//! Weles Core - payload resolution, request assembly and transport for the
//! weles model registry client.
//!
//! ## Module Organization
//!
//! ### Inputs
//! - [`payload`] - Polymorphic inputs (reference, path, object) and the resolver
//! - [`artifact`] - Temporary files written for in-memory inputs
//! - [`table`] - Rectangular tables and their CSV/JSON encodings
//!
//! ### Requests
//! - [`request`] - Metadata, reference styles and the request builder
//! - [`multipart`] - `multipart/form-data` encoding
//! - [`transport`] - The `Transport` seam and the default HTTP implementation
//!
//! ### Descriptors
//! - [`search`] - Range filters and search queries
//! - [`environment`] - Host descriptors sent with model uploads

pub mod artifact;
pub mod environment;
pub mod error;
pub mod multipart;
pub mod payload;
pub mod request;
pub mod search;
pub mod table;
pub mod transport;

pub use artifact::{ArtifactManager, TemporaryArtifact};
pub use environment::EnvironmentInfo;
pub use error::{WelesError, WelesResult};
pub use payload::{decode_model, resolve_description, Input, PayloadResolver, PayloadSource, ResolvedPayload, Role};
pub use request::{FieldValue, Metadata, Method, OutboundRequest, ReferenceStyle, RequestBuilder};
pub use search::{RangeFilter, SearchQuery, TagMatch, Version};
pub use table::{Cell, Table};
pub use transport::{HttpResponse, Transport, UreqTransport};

......

Nothing is to be left out; reproduce each record exactly.

• **Response area**
//! Weles Core - payload resolution, request assembly and transport for the
//! weles model registry client.
//!
//! ## Module Organization
//!
//! ### Inputs
//! - [`payload`] - Polymorphic inputs (reference, path, object) and the resolver
//! - [`artifact`] - Temporary files written for in-memory inputs
//! - [`table`] - Rectangular tables and their CSV/JSON encodings
//!
//! ### Requests
//! - [`request`] - Metadata, reference styles and the request builder
//! - [`multipart`] - `multipart/form-data` encoding
//! - [`transport`] - The `Transport` seam and the default HTTP implementation
//!
//! ### Descriptors
//! - [`search`] - Range filters and search queries
//! - [`environment`] - Host descriptors sent with model uploads

pub mod artifact;
pub mod environment;
pub mod error;
pub mod multipart;
pub mod payload;
pub mod request;
pub mod search;
pub mod table;
pub mod transport;

pub use artifact::{ArtifactManager, TemporaryArtifact};
pub use environment::EnvironmentInfo;
pub use error::{WelesError, WelesResult};
pub use payload::{decode_model, resolve_description, Input, PayloadResolver, PayloadSource, ResolvedPayload, Role};
pub use request::{FieldValue, Metadata, Method, OutboundRequest, ReferenceStyle, RequestBuilder};
pub use search::{RangeFilter, SearchQuery, TagMatch, Version};
pub use table::{Cell, Table};
pub use transport::{HttpResponse, Transport, UreqTransport};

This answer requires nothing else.